— Given records —
● ● ● ● ● ● ●

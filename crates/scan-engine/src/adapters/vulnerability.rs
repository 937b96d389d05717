//! Trivy 취약점 어댑터
//!
//! `trivy image --format json --quiet <image>`를 실행하고 JSON 보고서를 파싱합니다.

use std::sync::Arc;
use std::time::Duration;

use imagewarden_core::types::ImageRef;

use crate::adapters::{disabled_warning, log_outcome};
use crate::error::ScanEngineError;
use crate::outcome::{AdapterKind, ScanOutcome, VulnerabilityReport};
use crate::tool::ToolRunner;

const UNKNOWN_ERROR: &str = "Unknown Trivy error";
const EMPTY_OUTPUT: &str = "Trivy returned empty output";
const PARSE_FAILURE: &str = "Failed to parse Trivy JSON output";
const TIMED_OUT: &str = "Trivy scan timed out";

/// 취약점 스캔 어댑터
pub struct VulnerabilityAdapter<T: ToolRunner> {
    runner: Arc<T>,
    binary: String,
    timeout: Duration,
    enabled: bool,
}

impl<T: ToolRunner> VulnerabilityAdapter<T> {
    /// 새 어댑터를 생성합니다.
    pub fn new(runner: Arc<T>, binary: impl Into<String>, timeout: Duration, enabled: bool) -> Self {
        Self {
            runner,
            binary: binary.into(),
            timeout,
            enabled,
        }
    }

    /// 이미지의 알려진 취약점을 스캔합니다.
    pub async fn scan(&self, image: &ImageRef, scan_id: &str) -> ScanOutcome<VulnerabilityReport> {
        let outcome = self.run(image).await;
        log_outcome(AdapterKind::Vulnerability, scan_id, &outcome);
        outcome
    }

    async fn run(&self, image: &ImageRef) -> ScanOutcome<VulnerabilityReport> {
        if !self.enabled {
            return ScanOutcome::Warning(disabled_warning(AdapterKind::Vulnerability));
        }

        let args = vec![
            "image".to_owned(),
            "--format".to_owned(),
            "json".to_owned(),
            "--quiet".to_owned(),
            image.as_str().to_owned(),
        ];

        let output = match self.runner.run(&self.binary, &args, self.timeout).await {
            Ok(output) => output,
            Err(ScanEngineError::Timeout { .. }) => {
                return ScanOutcome::Error(TIMED_OUT.to_owned());
            }
            Err(e) => return ScanOutcome::Error(e.to_string()),
        };

        if !output.success() {
            let message = output.diagnostic().unwrap_or(UNKNOWN_ERROR);
            return ScanOutcome::Error(message.to_owned());
        }

        let stdout = output.stdout.trim();
        if stdout.is_empty() {
            return ScanOutcome::Error(EMPTY_OUTPUT.to_owned());
        }

        match VulnerabilityReport::from_json(stdout) {
            Ok(report) => ScanOutcome::Success(report),
            Err(e) => {
                tracing::debug!(error = %e, "trivy output is not valid json");
                ScanOutcome::Error(PARSE_FAILURE.to_owned())
            }
        }
    }
}

#[cfg(test)]
mod tests {
    use super::*;
    use crate::tool::MockToolRunner;

    fn adapter(runner: MockToolRunner) -> VulnerabilityAdapter<MockToolRunner> {
        VulnerabilityAdapter::new(Arc::new(runner), "trivy", Duration::from_secs(120), true)
    }

    fn image() -> ImageRef {
        ImageRef::parse("alpine:3.19").unwrap()
    }

    const REPORT: &str = r#"{"Results":[{"Target":"alpine","Vulnerabilities":[{"VulnerabilityID":"CVE-1","Severity":"HIGH"}]}]}"#;

    #[tokio::test]
    async fn success_parses_report() {
        let runner = MockToolRunner::new().with_output("trivy", 0, REPORT, "");
        let outcome = adapter(runner).scan(&image(), "s1").await;
        let report = outcome.success().unwrap();
        assert_eq!(report.severity_counts().high, 1);
    }

    #[tokio::test]
    async fn passes_structured_output_flags() {
        let runner = Arc::new(MockToolRunner::new().with_output("trivy", 0, REPORT, ""));
        let adapter =
            VulnerabilityAdapter::new(Arc::clone(&runner), "trivy", Duration::from_secs(1), true);
        adapter.scan(&image(), "s1").await;

        let calls = runner.calls();
        assert_eq!(
            calls[0].1,
            vec!["image", "--format", "json", "--quiet", "alpine:3.19"]
        );
    }

    #[tokio::test]
    async fn non_zero_exit_uses_stderr() {
        let runner = MockToolRunner::new().with_output("trivy", 1, "", "FATAL: image not found\n");
        let outcome = adapter(runner).scan(&image(), "s1").await;
        assert_eq!(outcome, ScanOutcome::Error("FATAL: image not found".to_owned()));
    }

    #[tokio::test]
    async fn non_zero_exit_without_output_is_unknown_error() {
        let runner = MockToolRunner::new().with_output("trivy", 2, "", "");
        let outcome = adapter(runner).scan(&image(), "s1").await;
        assert_eq!(outcome, ScanOutcome::Error(UNKNOWN_ERROR.to_owned()));
    }

    #[tokio::test]
    async fn empty_output_is_error() {
        let runner = MockToolRunner::new().with_output("trivy", 0, "  \n", "");
        let outcome = adapter(runner).scan(&image(), "s1").await;
        assert_eq!(outcome, ScanOutcome::Error(EMPTY_OUTPUT.to_owned()));
    }

    #[tokio::test]
    async fn malformed_json_is_parse_failure() {
        let runner = MockToolRunner::new().with_output("trivy", 0, "{not json", "");
        let outcome = adapter(runner).scan(&image(), "s1").await;
        assert_eq!(outcome, ScanOutcome::Error(PARSE_FAILURE.to_owned()));
    }

    #[tokio::test]
    async fn timeout_is_error() {
        let runner = MockToolRunner::new().with_timeout("trivy");
        let outcome = adapter(runner).scan(&image(), "s1").await;
        assert_eq!(outcome, ScanOutcome::Error(TIMED_OUT.to_owned()));
    }

    #[tokio::test]
    async fn missing_binary_is_error() {
        let outcome = adapter(MockToolRunner::new()).scan(&image(), "s1").await;
        assert!(outcome.is_error());
    }

    #[tokio::test]
    async fn disabled_adapter_warns_without_running() {
        let runner = Arc::new(MockToolRunner::new());
        let adapter =
            VulnerabilityAdapter::new(Arc::clone(&runner), "trivy", Duration::from_secs(1), false);
        let outcome = adapter.scan(&image(), "s1").await;
        assert_eq!(
            outcome,
            ScanOutcome::Warning("Trivy disabled by configuration".to_owned())
        );
        assert!(runner.calls().is_empty());
    }
}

● ● ● ● ● ● ●

— Action item —
What lines in the listing above hold the string "calls"? List them.

— Solution to the exercise —
        let calls = runner.calls();
            calls[0].1,
        assert!(runner.calls().is_empty());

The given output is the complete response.